CEDAR RAPIDS – Dimitri Boyer was a big fish in a little pond.
Then, the two-time Eddyville-Blakesburg state champion was thrown to the sharks.
He learned to tread water, adjusting to a college wrestling room and taking his lumps from more experienced Coe teammates. The Kohawks’ junior continued to work hard and improve, helping him qualify for the NCAA Division III Wrestling Championships this weekend at Cedar Rapids Ice Arena. Action begins Friday at 11 a.m. with the finals set for 7 p.m. Saturday.
Boyer (15-6) faces John Carroll’s seventh-seeded Terner Gott (25-4) in the first round, marking a turnaround from when it was hard to stomach filling the unfamiliar role as a reserve two All-American Dale Handley. The new role was hard to accept, but quitting was never an option.
“There were times my freshman year where I was like is this for me,” said Boyer, whose parents encouraged him to stick it out. “Coaches kept talking to me and I knew I had to push through it.”
Standing tall in the shallow end to being dunked in a deep talent pool challenged Boyer’s perseverence. He dished out beatings as a four-time Class 1A state medalist with a 180-12 record. They were served to him early on in the Kohawk wrestling room. Boyer had to work to overcome more wrestlers with comparable skills.
“I was perfecting the little things, making my technique better (and) improving every part of your wrestling,” Boyer said. “When I came in I was getting beat pretty good by some of the backups. At the end of the year, I was wrestling varsity duals and getting some wins.”

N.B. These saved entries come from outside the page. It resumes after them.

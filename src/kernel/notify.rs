/*
 * FreeRTOS Kernel <DEVELOPMENT BRANCH>
 * Copyright (C) 2021 Amazon.com, Inc. or its affiliates. All Rights Reserved.
 *
 * SPDX-License-Identifier: MIT
 */

//! Direct-to-task Notifications
//!
//! Every task has `TASK_NOTIFICATION_ARRAY_ENTRIES` slots, each a 32-bit
//! value plus a [`NotifyState`]. A notification can update the value and
//! always marks the slot as received; a task waiting on the slot is readied.
//!
//! Waiting is two-phase like every other blocking call: the wait either
//! completes at once or returns [`NotifyWait::Blocked`] after requesting a
//! switch, and the task calls [`Scheduler::finish_notification_wait`] once it
//! runs again.

use crate::kernel::list::ItemKind;
use crate::kernel::task::{BlockOutcome, TaskHandle};
use crate::kernel::tasks::Scheduler;
use crate::port::Port;
use crate::trace;
use crate::types::*;

/// How a notification updates the slot value.
#[derive(Debug, Clone, Copy, PartialEq, Eq)]
pub enum NotifyAction {
    /// Leave the value alone; only the state changes.
    NoAction,
    /// OR the bits into the value.
    SetBits(u32),
    /// Add one, wrapping.
    Increment,
    /// Replace the value.
    SetValueWithOverwrite(u32),
    /// Replace the value unless a notification is already pending.
    SetValueWithoutOverwrite(u32),
}

/// State of one notification slot.
#[derive(Debug, Clone, Copy, PartialEq, Eq)]
pub enum NotifyState {
    NotWaiting,
    Waiting,
    Received,
}

/// What leaving a wait does to the value.
#[derive(Debug, Clone, Copy, PartialEq, Eq)]
pub(crate) enum ExitAction {
    /// Clear these bits if a notification was received.
    ClearBits(u32),
    /// Counting semaphore take: decrement a non-zero value.
    TakeDecrement,
    /// Binary semaphore take: zero a non-zero value.
    TakeClear,
}

/// One notification slot of a task.
#[derive(Debug, Clone, Copy, PartialEq, Eq)]
pub struct NotifySlot {
    pub(crate) value: u32,
    pub(crate) state: NotifyState,
    pub(crate) on_exit: ExitAction,
}

impl NotifySlot {
    pub const fn new() -> Self {
        NotifySlot {
            value: 0,
            state: NotifyState::NotWaiting,
            on_exit: ExitAction::ClearBits(0),
        }
    }

    pub fn value(&self) -> u32 {
        self.value
    }

    pub fn state(&self) -> NotifyState {
        self.state
    }

    /// Consume the slot when a wait ends.
    fn finish(&mut self) -> Option<u32> {
        let value = self.value;
        let received = match self.on_exit {
            ExitAction::ClearBits(bits) => {
                if self.state == NotifyState::Received {
                    self.value &= !bits;
                    Some(value)
                } else {
                    None
                }
            }
            ExitAction::TakeDecrement | ExitAction::TakeClear if value != 0 => {
                self.value = if self.on_exit == ExitAction::TakeClear {
                    0
                } else {
                    value - 1
                };
                Some(value)
            }
            ExitAction::TakeDecrement | ExitAction::TakeClear => None,
        };
        self.state = NotifyState::NotWaiting;
        received
    }
}

impl Default for NotifySlot {
    fn default() -> Self {
        NotifySlot::new()
    }
}

/// Whether a notification changed the slot value.
#[derive(Debug, Clone, Copy, PartialEq, Eq)]
pub enum Notified {
    Updated,
    /// `SetValueWithoutOverwrite` found a pending notification.
    Unchanged,
}

/// Result of a notification wait. Every finished variant carries the slot
/// value as seen by the waiter.
#[derive(Debug, Clone, Copy, PartialEq, Eq)]
pub enum NotifyWait {
    Received(u32),
    TimedOut(u32),
    Aborted(u32),
    /// The task is blocked; call `finish_notification_wait` once it runs.
    Blocked,
}

impl<P: Port> Scheduler<P> {
    fn check_notify_index(index: usize) -> Result<(), TaskError> {
        if index >= crate::config::TASK_NOTIFICATION_ARRAY_ENTRIES {
            return Err(TaskError::InvalidNotificationIndex);
        }
        Ok(())
    }

    /// Update slot `index` of `task`. Returns the outcome, the previous value
    /// and whether the task was waiting on the slot.
    fn apply_notification(
        &mut self,
        task: TaskHandle,
        index: usize,
        action: NotifyAction,
    ) -> (Notified, u32, bool) {
        let slot = &mut self.tasks.linked_mut(task).notify[index];
        let previous = slot.value;
        let original = slot.state;
        slot.state = NotifyState::Received;

        let mut notified = Notified::Updated;
        match action {
            NotifyAction::NoAction => {}
            NotifyAction::SetBits(bits) => slot.value |= bits,
            NotifyAction::Increment => slot.value = slot.value.wrapping_add(1),
            NotifyAction::SetValueWithOverwrite(value) => slot.value = value,
            NotifyAction::SetValueWithoutOverwrite(value) => {
                if original != NotifyState::Received {
                    slot.value = value;
                } else {
                    notified = Notified::Unchanged;
                }
            }
        }
        (notified, previous, original == NotifyState::Waiting)
    }

    /// Notify slot `index` of `handle`.
    pub fn notify(&mut self, handle: TaskHandle, index: usize, action: NotifyAction) -> Result<Notified, TaskError> {
        self.notify_and_query(handle, index, action)
            .map(|(notified, _)| notified)
    }

    /// [`Scheduler::notify`], also returning the value before the update.
    pub fn notify_and_query(
        &mut self,
        handle: TaskHandle,
        index: usize,
        action: NotifyAction,
    ) -> Result<(Notified, u32), TaskError> {
        Self::check_notify_index(index)?;
        let task = self.resolve(Some(handle))?;
        let (notified, previous, preempts) = self.critical(|s| {
            let (notified, previous, was_waiting) = s.apply_notification(task, index, action);
            trace::task_notify(task, index);
            let mut preempts = false;
            if was_waiting {
                s.unlink(task, ItemKind::State);
                s.tasks.linked_mut(task).block_outcome = Some(BlockOutcome::Woken);
                s.add_to_ready(task);
                preempts = s.preempts(task);
            }
            (notified, previous, preempts)
        });
        if preempts {
            self.yield_within_api();
        }
        Ok((notified, previous))
    }

    /// Interrupt-context [`Scheduler::notify`]. The second value tells
    /// whether the port should switch on interrupt exit.
    pub fn notify_from_isr(
        &mut self,
        handle: TaskHandle,
        index: usize,
        action: NotifyAction,
    ) -> Result<(Notified, bool), TaskError> {
        Self::check_notify_index(index)?;
        let task = self.resolve(Some(handle))?;
        Ok(self.isr_notify(task, index, action))
    }

    fn isr_notify(&mut self, task: TaskHandle, index: usize, action: NotifyAction) -> (Notified, bool) {
        let saved = self.port().set_interrupt_mask_from_isr();
        let (notified, _, was_waiting) = self.apply_notification(task, index, action);
        trace::task_notify_from_isr(task, index);
        let switch_required = was_waiting && self.wake(task, BlockOutcome::Woken);
        self.port().clear_interrupt_mask_from_isr(saved);
        (notified, switch_required)
    }

    /// Lightweight counting semaphore give.
    pub fn notify_give(&mut self, handle: TaskHandle, index: usize) -> Result<(), TaskError> {
        self.notify(handle, index, NotifyAction::Increment).map(|_| ())
    }

    /// Interrupt-context [`Scheduler::notify_give`]. Returns whether the port
    /// should switch on interrupt exit.
    pub fn notify_give_from_isr(&mut self, handle: TaskHandle, index: usize) -> Result<bool, TaskError> {
        self.notify_from_isr(handle, index, NotifyAction::Increment)
            .map(|(_, switch_required)| switch_required)
    }

    /// Wait for a notification on slot `index` of the current task.
    ///
    /// A pending notification completes the wait at once. Otherwise the bits
    /// in `clear_on_entry` are cleared and the task blocks for `timeout`
    /// ticks. Whenever a notification is received the bits in `clear_on_exit`
    /// are cleared from the value after it is reported.
    pub fn wait_for_notification(
        &mut self,
        index: usize,
        clear_on_entry: u32,
        clear_on_exit: u32,
        timeout: Tick,
    ) -> Result<NotifyWait, TaskError> {
        Self::check_notify_index(index)?;
        let task = self.current().ok_or(TaskError::SchedulerNotRunning)?;
        self.begin_wait(task, index, timeout, clear_on_entry, ExitAction::ClearBits(clear_on_exit))
    }

    /// Lightweight semaphore take on slot `index`: a non-zero value is
    /// decremented, or zeroed when `clear` is set. Blocks for `timeout` ticks
    /// while the value is zero.
    pub fn notify_take(&mut self, index: usize, clear: bool, timeout: Tick) -> Result<NotifyWait, TaskError> {
        Self::check_notify_index(index)?;
        let task = self.current().ok_or(TaskError::SchedulerNotRunning)?;
        let on_exit = if clear {
            ExitAction::TakeClear
        } else {
            ExitAction::TakeDecrement
        };
        self.begin_wait(task, index, timeout, 0, on_exit)
    }

    fn begin_wait(
        &mut self,
        task: TaskHandle,
        index: usize,
        timeout: Tick,
        clear_on_entry: u32,
        on_exit: ExitAction,
    ) -> Result<NotifyWait, TaskError> {
        let slot = self.tasks.linked(task).notify[index];
        let ready = match on_exit {
            ExitAction::ClearBits(_) => slot.state == NotifyState::Received,
            ExitAction::TakeDecrement | ExitAction::TakeClear => slot.value != 0,
        };
        if ready || timeout == 0 {
            let slot = &mut self.tasks.linked_mut(task).notify[index];
            if !ready {
                slot.value &= !clear_on_entry;
            }
            slot.on_exit = on_exit;
            let value = slot.value;
            return Ok(match slot.finish() {
                Some(received) => NotifyWait::Received(received),
                None => NotifyWait::TimedOut(value),
            });
        }

        self.blocking_task()?;
        self.critical(|s| {
            let tcb = s.tasks.linked_mut(task);
            let slot = &mut tcb.notify[index];
            slot.value &= !clear_on_entry;
            slot.state = NotifyState::Waiting;
            slot.on_exit = on_exit;
            tcb.block_outcome = None;
            trace::task_notify_wait_block(task, index);
            s.add_current_to_delayed_list(task, timeout, true);
        });
        self.yield_within_api();
        Ok(NotifyWait::Blocked)
    }

    /// Complete a wait that returned [`NotifyWait::Blocked`]. Still
    /// [`NotifyWait::Blocked`] if the task has not been unblocked yet.
    pub fn finish_notification_wait(&mut self, index: usize) -> Result<NotifyWait, TaskError> {
        Self::check_notify_index(index)?;
        let task = self.current().ok_or(TaskError::SchedulerNotRunning)?;
        Ok(self.critical(|s| {
            let tcb = s.tasks.linked_mut(task);
            let slot = &mut tcb.notify[index];
            if tcb.block_outcome.is_none() && slot.state == NotifyState::Waiting {
                return NotifyWait::Blocked;
            }
            let outcome = tcb.block_outcome.take();
            let received = slot.finish();
            let value = slot.value;
            trace::task_notify_wait(task, index);
            match (received, outcome) {
                (Some(v), _) => NotifyWait::Received(v),
                (None, Some(BlockOutcome::Aborted)) => NotifyWait::Aborted(value),
                (None, _) => NotifyWait::TimedOut(value),
            }
        }))
    }

    /// Drop a pending notification of slot `index`. Returns whether one was
    /// pending.
    pub fn notify_state_clear(&mut self, handle: Option<TaskHandle>, index: usize) -> Result<bool, TaskError> {
        Self::check_notify_index(index)?;
        let task = self.resolve(handle)?;
        Ok(self.critical(|s| {
            let slot = &mut s.tasks.linked_mut(task).notify[index];
            if slot.state == NotifyState::Received {
                slot.state = NotifyState::NotWaiting;
                true
            } else {
                false
            }
        }))
    }

    /// Clear `bits` in slot `index` and return the value before clearing.
    pub fn notify_value_clear(
        &mut self,
        handle: Option<TaskHandle>,
        index: usize,
        bits: u32,
    ) -> Result<u32, TaskError> {
        Self::check_notify_index(index)?;
        let task = self.resolve(handle)?;
        Ok(self.critical(|s| {
            let slot = &mut s.tasks.linked_mut(task).notify[index];
            let previous = slot.value;
            slot.value &= !bits;
            previous
        }))
    }

    pub fn notify_slot(&self, handle: TaskHandle, index: usize) -> Result<NotifySlot, TaskError> {
        Self::check_notify_index(index)?;
        let task = self.resolve(Some(handle))?;
        Ok(self.tasks.linked(task).notify[index])
    }

    /// Stop any notification wait of `task`, leaving values untouched.
    pub(crate) fn cancel_notification_waits(&mut self, task: TaskHandle) {
        for slot in self.tasks.linked_mut(task).notify.iter_mut() {
            if slot.state == NotifyState::Waiting {
                slot.state = NotifyState::NotWaiting;
            }
        }
    }
}

#[cfg(test)]
mod tests {
    use super::*;

    #[test]
    fn clear_bits_exit_reports_value_before_clearing() {
        let mut slot = NotifySlot::new();
        slot.value = 0b1011;
        slot.state = NotifyState::Received;
        slot.on_exit = ExitAction::ClearBits(0b0011);
        assert_eq!(slot.finish(), Some(0b1011));
        assert_eq!(slot.value, 0b1000);
        assert_eq!(slot.state, NotifyState::NotWaiting);
    }

    #[test]
    fn clear_bits_exit_without_notification_keeps_value() {
        let mut slot = NotifySlot::new();
        slot.value = 7;
        slot.state = NotifyState::Waiting;
        slot.on_exit = ExitAction::ClearBits(u32::MAX);
        assert_eq!(slot.finish(), None);
        assert_eq!(slot.value, 7);
    }

    #[test]
    fn take_exits_count_down() {
        let mut slot = NotifySlot::new();
        slot.value = 3;
        slot.on_exit = ExitAction::TakeDecrement;
        assert_eq!(slot.finish(), Some(3));
        assert_eq!(slot.value, 2);

        slot.on_exit = ExitAction::TakeClear;
        assert_eq!(slot.finish(), Some(2));
        assert_eq!(slot.value, 0);
        assert_eq!(slot.finish(), None);
    }
}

Coe Coach John Oostendorp has seen Boyer progress. Not everyone can handle the transition to a college wrestling room, especially the difficulty of breaking into a lineup with Handley, two-time NCAA finalist Nick LeClere and All-American James Locke. LeClere worked out with Boyer Tuesday, preparing for the national tournament.
“I’ve been impressed with Dimitri,” said Oostendorp, noting that Boyer had considered wrestling at Iowa State. “It’s difficult for high school kids to come in with high credentials and not have the success they had in high school or felt they were going to have early in college.
“There is a transition … a big part of success in college is being able to deal with that adversity and push through it. Not all kids are able to do it and train at a level that they can compete at a high level when they get an opportunity.”
Boyer is dedicated to getting better, accepting the fact he will be a continuous work in progress, like all wrestlers. He hopes to carry that into his coaching career after college. He resides to the fact he has to keep evolving.
“You’re never going to perfect every area of this sport,” Boyer said. “You’ll always have stuff to learn.”
Oostendorp has been high on Boyer’s talent. Oostendorp recalled the moment when Boyer decided it was time to take the steps toward being a starter, following a third-place tournament finish late last season.
“I remember the exact time and text he sent me when he made up his made to take his wrestling to a new level,” Oostendorp said. “It basically said I’m tired of getting beat and I’ll do whatever I need to do to fix it.”
Boyer devoted himself in the practice room and weight room, absorbing advice from the coaches. Oostendorp described him as a tough-minded competitor. The results show he is starting to thrive, owning wins over ranked foes, including Wartburg’s third-ranked Cole Welter.
“He’s really shining now in the varsity role,” Oostendorp said. “He has raised his level.”
A quick shot of confidence came from one of his first opportunities as a starter. He has been motivated since the taste of success in front of the Coe crowd, recording a first-period fall against Cornell in his college dual debut.
“That was a big turning point for me,” Boyer said. “I want to do this on a national level. I want to be a national champion.”
Boyer earned a chance to contend for a national title with a third-place Central Regional finish March 2 in Dubuque. He might be proven in the Kohawks wrestling room, but he has something to prove to the nation’s best.
“I have all the confidence in the world,” Boyer said. “There’s no reason I can think of why I couldn’t be in the finals. I’m not seeded and, if I win, I have the second-ranked guys in the nation but I don’t care. My goal is to be the national champion and that’s what I’m going to try to do.”